Thursday, July 18, 2024

the basis of democracy is the willingness to assume well about other people

 --- Marilynne Robinson, quoted on Our Favorite Quotes from the President's Conversation with Marilynne Robinson, Obama White House, Oct 2015, cited in Mark Sappenfield, America’s political crisis and the war in Gaza are more intertwined than you might think, CS Monitor, Jul 2024

Excerpt from President Obama & Marilynne Robinson: A Conversation in Iowa, The New York Review of Books, Nov 2015 (WaybackMachine)

The President: ... Why did you decide to write this book of essays? And why was fear an important topic, and how does it connect to some of the other work that you’ve been doing?

Robinson: Well, the essays are actually lectures. I give lectures at a fair rate, and then when I’ve given enough of them to make a book, I make a book.
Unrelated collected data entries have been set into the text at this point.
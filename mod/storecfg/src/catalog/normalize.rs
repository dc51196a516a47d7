//! Canonicalization helpers for catalog codes.
//!
//! All catalog lookups go through these: trim, uppercase, empty falls
//! back. Pure and total — never panic, never allocate beyond the
//! returned string.

/// Normalize a country code: trim, uppercase, `fallback` if empty.
pub fn normalize_country_code(value: &str, fallback: &str) -> String {
    let code = value.trim().to_uppercase();
    if code.is_empty() { fallback.to_string() } else { code }
}

/// Normalize a provider code: trim, uppercase. Empty stays empty.
pub fn normalize_provider_code(value: &str) -> String {
    value.trim().to_uppercase()
}

/// Normalize a capability tag.
pub fn normalize_capability(value: &str) -> String {
    value.trim().to_uppercase()
}

/// Normalize a device class.
pub fn normalize_device_class(value: &str) -> String {
    value.trim().to_uppercase()
}

/// Normalize a role key.
pub fn normalize_role_key(value: &str) -> String {
    value.trim().to_uppercase()
}

/// Normalize a device model code.
pub fn normalize_model_code(value: &str) -> String {
    value.trim().to_uppercase()
}

/// Normalize a vertical template code.
pub fn normalize_template_code(value: &str) -> String {
    value.trim().to_uppercase()
}

/// Normalize each element, drop empties, de-duplicate preserving
/// first-seen order.
pub fn to_unique_uppercase<S: AsRef<str>>(values: &[S]) -> Vec<String> {
    let mut seen = std::collections::HashSet::new();
    let mut rows = Vec::new();
    for value in values {
        let normalized = value.as_ref().trim().to_uppercase();
        if normalized.is_empty() || !seen.insert(normalized.clone()) {
            continue;
        }
        rows.push(normalized);
    }
    rows
}

/// Trim and de-duplicate strings without case folding (used for
/// warning lists, where the text is human-readable).
pub fn to_unique_strings<S: AsRef<str>>(values: &[S]) -> Vec<String> {
    let mut seen = std::collections::HashSet::new();
    let mut rows = Vec::new();
    for value in values {
        let trimmed = value.as_ref().trim().to_string();
        if trimmed.is_empty() || !seen.insert(trimmed.clone()) {
            continue;
        }
        rows.push(trimmed);
    }
    rows
}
The President: So you just kind of mash them all together?

Robinson: I do. That’s what I do. But it rationalizes my lecturing, too. But fear was very much—is on my mind, because I think that the basis of democracy is the willingness to assume well about other people.

You have to assume that basically people want to do the right thing. I think that you can look around society and see that basically people do the right thing. But when people begin to make these conspiracy theories and so on, that make it seem as if what is apparently good is in fact sinister, they never accept the argument that is made for a position that they don’t agree with—you know?